(DATASET ENTRIES Opens)

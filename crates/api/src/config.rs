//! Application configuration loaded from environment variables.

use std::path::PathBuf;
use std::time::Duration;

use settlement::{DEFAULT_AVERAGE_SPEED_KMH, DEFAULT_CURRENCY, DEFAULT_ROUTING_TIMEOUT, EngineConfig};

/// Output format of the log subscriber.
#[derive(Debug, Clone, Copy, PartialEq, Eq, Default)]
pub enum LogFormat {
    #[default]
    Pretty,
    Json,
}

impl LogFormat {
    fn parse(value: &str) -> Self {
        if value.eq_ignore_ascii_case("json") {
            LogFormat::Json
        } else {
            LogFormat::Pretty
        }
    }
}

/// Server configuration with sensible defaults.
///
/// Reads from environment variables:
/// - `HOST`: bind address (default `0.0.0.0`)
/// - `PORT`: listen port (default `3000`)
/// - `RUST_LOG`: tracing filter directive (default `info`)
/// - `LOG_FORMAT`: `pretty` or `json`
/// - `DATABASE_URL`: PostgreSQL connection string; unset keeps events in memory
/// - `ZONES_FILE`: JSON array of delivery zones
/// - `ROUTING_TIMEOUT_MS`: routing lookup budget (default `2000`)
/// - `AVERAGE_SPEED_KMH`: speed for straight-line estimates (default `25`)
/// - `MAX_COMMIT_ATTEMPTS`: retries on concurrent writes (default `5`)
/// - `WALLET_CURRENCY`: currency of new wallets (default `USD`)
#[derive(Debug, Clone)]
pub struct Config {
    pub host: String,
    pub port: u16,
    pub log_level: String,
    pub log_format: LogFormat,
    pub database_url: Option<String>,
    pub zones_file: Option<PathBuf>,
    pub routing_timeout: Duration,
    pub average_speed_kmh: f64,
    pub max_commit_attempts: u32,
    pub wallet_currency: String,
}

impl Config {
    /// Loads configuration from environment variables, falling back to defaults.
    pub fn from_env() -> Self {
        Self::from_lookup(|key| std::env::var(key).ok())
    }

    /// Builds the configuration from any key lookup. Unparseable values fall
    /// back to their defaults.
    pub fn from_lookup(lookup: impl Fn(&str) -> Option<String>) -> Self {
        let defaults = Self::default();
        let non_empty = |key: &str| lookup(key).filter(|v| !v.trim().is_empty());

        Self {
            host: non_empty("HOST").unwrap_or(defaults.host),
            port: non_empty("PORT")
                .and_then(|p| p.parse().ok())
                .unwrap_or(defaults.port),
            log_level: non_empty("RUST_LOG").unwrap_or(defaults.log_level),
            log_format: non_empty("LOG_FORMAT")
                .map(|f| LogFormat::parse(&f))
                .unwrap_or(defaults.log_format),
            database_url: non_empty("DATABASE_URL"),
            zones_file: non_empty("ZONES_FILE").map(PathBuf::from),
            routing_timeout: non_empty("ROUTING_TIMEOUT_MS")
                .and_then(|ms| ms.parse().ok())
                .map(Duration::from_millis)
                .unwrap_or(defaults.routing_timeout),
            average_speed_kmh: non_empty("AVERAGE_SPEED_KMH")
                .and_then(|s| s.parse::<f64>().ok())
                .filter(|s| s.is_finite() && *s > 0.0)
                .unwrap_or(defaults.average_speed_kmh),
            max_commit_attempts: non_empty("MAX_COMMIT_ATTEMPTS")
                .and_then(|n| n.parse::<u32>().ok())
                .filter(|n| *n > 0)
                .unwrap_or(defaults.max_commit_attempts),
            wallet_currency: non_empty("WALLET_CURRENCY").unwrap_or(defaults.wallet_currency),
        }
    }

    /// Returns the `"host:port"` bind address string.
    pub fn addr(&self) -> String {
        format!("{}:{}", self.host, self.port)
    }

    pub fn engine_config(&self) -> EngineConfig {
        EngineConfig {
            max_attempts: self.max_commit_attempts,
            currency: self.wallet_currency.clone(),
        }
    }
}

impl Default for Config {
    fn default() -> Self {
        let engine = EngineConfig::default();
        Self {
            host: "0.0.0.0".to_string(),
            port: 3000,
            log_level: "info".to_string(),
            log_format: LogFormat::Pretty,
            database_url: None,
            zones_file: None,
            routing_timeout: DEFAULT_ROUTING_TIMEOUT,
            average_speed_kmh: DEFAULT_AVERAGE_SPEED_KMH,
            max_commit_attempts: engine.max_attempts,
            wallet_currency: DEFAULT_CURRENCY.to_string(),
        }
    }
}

(DATASET ENTRIES Closes)
(DATASET ENTRIES Opens)

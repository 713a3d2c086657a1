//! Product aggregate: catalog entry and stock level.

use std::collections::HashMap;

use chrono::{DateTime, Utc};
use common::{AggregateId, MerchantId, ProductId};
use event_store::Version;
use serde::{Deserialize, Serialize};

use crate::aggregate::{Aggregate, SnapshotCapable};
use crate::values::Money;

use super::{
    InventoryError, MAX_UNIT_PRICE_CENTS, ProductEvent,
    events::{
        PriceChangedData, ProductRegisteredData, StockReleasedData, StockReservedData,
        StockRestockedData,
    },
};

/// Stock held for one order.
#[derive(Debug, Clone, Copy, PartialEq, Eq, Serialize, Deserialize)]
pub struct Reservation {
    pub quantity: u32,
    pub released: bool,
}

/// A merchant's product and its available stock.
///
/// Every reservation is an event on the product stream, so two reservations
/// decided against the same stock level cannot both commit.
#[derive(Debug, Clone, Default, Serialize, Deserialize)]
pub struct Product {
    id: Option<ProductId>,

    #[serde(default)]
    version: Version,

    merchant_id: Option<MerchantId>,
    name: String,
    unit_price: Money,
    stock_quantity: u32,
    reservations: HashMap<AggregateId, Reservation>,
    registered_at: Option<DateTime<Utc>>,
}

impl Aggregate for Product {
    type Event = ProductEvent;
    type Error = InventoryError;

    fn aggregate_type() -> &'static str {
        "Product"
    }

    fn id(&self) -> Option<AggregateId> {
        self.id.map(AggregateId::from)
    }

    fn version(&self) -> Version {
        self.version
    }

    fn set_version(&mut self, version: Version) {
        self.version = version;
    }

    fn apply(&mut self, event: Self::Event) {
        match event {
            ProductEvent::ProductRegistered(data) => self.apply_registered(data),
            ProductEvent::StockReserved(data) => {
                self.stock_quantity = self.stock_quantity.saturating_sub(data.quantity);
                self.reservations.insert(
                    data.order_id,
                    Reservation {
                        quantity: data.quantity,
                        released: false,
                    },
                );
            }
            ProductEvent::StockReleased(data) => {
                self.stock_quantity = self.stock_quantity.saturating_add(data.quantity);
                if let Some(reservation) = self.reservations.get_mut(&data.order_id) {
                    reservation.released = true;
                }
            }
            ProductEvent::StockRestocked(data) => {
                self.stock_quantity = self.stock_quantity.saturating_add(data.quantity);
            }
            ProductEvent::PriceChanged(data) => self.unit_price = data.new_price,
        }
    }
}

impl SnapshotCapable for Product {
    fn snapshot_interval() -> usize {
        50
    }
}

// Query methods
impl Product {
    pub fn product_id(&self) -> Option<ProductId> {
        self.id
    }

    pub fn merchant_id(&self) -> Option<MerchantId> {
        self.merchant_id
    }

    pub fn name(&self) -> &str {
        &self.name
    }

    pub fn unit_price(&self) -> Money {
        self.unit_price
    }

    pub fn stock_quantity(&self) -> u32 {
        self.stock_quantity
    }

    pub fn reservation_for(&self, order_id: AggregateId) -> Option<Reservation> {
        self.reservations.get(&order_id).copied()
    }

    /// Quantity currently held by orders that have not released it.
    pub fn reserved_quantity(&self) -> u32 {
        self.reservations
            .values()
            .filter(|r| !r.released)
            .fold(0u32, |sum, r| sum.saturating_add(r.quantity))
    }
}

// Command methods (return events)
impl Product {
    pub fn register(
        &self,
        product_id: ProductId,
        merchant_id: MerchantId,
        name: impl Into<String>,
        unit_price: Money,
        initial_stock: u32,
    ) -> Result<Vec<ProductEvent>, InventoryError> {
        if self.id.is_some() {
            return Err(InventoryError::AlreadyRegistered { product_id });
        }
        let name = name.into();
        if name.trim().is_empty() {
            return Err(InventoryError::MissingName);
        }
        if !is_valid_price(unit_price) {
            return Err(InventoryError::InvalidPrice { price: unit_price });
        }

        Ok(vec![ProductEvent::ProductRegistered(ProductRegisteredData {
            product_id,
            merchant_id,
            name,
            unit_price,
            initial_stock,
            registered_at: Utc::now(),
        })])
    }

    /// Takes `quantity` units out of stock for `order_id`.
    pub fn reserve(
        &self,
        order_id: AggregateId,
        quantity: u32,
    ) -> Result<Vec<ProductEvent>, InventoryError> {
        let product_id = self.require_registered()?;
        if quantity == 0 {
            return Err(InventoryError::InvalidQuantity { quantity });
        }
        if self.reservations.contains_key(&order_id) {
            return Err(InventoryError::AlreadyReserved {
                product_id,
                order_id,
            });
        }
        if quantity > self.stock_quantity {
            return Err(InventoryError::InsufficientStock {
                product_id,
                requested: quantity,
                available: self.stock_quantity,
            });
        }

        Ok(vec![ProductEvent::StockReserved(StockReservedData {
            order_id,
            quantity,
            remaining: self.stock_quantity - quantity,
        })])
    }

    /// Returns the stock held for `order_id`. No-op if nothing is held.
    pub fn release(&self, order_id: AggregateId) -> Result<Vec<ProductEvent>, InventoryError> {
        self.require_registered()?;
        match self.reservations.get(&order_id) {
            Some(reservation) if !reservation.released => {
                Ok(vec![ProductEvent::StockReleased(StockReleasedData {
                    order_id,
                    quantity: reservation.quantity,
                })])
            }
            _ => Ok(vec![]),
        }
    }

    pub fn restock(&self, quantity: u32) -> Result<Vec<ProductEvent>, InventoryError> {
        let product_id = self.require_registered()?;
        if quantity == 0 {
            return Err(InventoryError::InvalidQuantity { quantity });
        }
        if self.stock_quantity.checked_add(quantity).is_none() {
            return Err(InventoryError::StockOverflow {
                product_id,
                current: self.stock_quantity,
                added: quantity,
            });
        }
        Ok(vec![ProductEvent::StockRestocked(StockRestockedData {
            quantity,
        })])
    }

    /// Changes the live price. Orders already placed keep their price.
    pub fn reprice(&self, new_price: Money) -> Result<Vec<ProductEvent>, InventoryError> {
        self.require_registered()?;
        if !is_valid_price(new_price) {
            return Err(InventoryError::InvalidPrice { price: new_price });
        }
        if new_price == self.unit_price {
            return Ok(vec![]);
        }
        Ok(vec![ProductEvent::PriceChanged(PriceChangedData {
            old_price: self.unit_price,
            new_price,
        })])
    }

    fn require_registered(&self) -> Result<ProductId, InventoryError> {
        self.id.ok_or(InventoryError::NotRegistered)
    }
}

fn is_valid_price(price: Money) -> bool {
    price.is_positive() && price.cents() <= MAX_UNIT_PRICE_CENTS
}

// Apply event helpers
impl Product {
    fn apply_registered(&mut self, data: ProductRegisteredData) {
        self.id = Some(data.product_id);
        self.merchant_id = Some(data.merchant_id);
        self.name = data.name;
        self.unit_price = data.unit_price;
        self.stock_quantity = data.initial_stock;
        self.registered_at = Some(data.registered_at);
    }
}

(DATASET ENTRIES Closes)

--- YOUR GOAL ---
In the records above, locate every line with the string "trim" and copy it.

--- EXERCISE RESULT ---
        let non_empty = |key: &str| lookup(key).filter(|v| !v.trim().is_empty());
        if name.trim().is_empty() {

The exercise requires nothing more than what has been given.